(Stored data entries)

__________

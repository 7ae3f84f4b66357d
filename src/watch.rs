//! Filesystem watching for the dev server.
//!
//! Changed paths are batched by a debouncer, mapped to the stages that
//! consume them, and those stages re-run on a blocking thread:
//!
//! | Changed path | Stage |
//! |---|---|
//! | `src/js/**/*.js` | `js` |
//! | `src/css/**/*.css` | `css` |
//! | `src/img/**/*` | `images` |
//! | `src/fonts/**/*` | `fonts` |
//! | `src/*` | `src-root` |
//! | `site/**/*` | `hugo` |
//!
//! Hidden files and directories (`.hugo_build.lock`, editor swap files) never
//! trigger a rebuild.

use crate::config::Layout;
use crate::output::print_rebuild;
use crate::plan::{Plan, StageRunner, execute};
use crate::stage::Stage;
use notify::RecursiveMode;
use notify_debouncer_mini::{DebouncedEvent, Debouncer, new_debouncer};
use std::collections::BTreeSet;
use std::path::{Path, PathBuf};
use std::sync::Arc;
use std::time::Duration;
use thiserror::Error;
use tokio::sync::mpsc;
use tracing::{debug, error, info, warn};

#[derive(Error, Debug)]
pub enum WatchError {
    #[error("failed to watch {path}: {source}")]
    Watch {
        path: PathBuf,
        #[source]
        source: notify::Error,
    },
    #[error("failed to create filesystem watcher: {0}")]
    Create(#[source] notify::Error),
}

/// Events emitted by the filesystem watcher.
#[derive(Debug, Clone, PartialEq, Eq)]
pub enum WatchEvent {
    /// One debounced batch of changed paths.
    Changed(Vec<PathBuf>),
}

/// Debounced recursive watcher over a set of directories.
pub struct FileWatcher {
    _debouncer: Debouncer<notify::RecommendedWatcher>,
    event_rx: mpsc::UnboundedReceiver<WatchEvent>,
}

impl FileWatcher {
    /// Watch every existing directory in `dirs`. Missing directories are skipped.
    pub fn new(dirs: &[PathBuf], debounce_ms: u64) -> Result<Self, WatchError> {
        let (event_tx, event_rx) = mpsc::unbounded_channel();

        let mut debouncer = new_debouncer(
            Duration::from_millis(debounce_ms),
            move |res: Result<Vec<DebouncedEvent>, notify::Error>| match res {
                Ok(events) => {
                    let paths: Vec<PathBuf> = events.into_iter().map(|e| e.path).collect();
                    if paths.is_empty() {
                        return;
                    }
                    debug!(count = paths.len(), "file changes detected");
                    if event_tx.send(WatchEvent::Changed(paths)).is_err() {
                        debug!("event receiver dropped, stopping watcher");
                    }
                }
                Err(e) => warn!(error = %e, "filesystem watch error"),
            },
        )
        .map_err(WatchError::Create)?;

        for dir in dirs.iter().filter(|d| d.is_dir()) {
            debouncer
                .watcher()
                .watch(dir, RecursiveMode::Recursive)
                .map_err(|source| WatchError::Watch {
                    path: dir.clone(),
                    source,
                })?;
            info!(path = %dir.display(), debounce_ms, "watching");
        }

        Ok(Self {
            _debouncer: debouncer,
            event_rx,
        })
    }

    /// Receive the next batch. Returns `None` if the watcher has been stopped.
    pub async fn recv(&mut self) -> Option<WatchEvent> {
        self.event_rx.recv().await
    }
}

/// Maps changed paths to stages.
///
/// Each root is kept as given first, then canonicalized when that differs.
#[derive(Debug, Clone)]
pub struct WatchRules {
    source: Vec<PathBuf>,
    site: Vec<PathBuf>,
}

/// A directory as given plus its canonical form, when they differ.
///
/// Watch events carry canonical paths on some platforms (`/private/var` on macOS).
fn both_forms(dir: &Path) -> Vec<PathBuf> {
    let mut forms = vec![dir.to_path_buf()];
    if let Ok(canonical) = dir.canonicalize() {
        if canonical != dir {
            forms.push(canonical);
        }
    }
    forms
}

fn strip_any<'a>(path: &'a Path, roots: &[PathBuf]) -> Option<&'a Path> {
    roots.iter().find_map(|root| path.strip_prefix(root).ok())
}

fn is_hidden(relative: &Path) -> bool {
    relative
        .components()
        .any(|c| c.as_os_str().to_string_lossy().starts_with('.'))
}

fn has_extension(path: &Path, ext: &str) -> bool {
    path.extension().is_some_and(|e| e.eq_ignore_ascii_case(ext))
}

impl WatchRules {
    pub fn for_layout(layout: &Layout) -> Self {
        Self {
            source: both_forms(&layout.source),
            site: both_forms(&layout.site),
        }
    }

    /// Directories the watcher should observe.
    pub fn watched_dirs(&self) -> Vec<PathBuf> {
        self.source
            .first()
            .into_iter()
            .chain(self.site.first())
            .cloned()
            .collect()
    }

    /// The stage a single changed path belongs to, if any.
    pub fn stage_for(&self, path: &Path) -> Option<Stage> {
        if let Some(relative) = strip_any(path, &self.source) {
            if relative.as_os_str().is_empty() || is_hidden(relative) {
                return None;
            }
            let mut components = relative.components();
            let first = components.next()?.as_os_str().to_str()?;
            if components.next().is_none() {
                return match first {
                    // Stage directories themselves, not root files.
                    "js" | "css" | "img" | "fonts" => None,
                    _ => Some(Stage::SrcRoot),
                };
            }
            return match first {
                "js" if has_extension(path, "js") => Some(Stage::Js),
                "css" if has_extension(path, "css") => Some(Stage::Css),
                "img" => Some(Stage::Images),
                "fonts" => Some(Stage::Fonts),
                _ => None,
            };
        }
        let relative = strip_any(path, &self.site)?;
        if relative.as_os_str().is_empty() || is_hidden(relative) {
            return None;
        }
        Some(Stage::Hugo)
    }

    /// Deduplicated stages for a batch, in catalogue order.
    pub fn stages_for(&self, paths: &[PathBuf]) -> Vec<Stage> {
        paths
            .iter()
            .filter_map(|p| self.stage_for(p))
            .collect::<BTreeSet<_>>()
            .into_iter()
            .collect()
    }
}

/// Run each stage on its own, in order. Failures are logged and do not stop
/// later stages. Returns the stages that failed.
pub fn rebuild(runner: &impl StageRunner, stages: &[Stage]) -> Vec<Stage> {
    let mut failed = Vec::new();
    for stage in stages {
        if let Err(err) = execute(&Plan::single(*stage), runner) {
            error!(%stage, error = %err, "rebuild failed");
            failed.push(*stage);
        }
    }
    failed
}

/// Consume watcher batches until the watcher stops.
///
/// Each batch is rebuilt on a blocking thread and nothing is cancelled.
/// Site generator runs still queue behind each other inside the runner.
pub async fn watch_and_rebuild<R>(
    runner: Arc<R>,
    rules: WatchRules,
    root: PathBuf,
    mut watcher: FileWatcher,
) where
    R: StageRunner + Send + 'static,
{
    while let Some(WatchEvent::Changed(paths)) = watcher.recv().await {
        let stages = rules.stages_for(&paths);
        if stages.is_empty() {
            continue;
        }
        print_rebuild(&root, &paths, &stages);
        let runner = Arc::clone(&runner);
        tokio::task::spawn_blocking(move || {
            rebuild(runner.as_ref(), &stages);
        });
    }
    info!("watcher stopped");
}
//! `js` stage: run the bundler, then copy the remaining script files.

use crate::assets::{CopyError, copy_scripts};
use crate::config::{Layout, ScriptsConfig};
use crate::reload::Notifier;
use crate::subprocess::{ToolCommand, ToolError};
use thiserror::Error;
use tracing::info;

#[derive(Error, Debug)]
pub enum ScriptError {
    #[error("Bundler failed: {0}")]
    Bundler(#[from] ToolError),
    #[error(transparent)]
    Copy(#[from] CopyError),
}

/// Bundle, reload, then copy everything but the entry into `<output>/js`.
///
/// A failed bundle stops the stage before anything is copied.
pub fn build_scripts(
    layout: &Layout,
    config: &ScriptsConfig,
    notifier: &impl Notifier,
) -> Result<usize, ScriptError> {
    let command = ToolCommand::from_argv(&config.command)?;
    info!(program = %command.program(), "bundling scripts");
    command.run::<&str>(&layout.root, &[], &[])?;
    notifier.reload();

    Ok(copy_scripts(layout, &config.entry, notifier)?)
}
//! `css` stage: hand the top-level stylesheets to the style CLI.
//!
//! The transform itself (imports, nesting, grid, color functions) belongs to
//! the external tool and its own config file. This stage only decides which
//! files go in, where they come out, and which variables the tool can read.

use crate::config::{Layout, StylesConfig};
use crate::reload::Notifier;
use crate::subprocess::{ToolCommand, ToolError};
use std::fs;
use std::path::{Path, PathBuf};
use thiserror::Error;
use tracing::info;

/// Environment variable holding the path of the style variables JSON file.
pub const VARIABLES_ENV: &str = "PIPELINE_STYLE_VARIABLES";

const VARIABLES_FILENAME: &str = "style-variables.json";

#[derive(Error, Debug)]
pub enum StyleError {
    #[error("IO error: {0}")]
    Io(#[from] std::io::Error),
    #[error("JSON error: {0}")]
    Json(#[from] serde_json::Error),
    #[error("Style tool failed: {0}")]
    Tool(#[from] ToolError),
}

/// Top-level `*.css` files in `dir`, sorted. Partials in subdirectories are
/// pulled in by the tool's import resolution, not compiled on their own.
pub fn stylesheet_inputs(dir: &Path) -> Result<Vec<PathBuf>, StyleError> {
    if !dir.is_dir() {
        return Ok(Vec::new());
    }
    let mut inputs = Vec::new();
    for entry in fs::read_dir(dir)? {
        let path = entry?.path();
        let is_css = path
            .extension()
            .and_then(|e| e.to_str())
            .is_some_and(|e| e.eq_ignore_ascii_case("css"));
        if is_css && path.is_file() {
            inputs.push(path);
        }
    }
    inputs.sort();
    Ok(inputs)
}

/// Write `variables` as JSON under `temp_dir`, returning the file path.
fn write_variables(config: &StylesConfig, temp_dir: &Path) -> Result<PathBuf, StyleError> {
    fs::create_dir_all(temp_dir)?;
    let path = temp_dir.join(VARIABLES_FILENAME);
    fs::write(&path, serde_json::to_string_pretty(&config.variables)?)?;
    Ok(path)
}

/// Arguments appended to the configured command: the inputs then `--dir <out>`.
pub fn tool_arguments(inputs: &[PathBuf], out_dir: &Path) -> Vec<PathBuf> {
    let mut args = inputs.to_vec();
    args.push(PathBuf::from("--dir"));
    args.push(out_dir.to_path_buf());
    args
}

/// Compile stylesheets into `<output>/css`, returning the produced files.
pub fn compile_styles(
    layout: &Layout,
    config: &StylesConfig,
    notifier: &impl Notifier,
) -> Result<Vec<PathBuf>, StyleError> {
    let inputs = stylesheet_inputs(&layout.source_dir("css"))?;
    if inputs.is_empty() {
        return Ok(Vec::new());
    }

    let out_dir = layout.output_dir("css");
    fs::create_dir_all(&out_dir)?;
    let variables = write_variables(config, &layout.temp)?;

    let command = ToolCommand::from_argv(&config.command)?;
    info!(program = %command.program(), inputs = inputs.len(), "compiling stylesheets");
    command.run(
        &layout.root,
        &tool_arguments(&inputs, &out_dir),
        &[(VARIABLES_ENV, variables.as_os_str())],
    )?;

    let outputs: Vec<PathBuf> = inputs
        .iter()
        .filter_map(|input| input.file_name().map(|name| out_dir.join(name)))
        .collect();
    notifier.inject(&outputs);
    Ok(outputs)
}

__________

Starting at the line that has "fn has_extension(path: &Path, ext: &str)" and ending at the line that has "to, if any.", please write out the lines above exactly, leaving out all others.

● **Response to this task**
fn has_extension(path: &Path, ext: &str) -> bool {
    path.extension().is_some_and(|e| e.eq_ignore_ascii_case(ext))
}

impl WatchRules {
    pub fn for_layout(layout: &Layout) -> Self {
        Self {
            source: both_forms(&layout.source),
            site: both_forms(&layout.site),
        }
    }

    /// Directories the watcher should observe.
    pub fn watched_dirs(&self) -> Vec<PathBuf> {
        self.source
            .first()
            .into_iter()
            .chain(self.site.first())
            .cloned()
            .collect()
    }

    /// The stage a single changed path belongs to, if any.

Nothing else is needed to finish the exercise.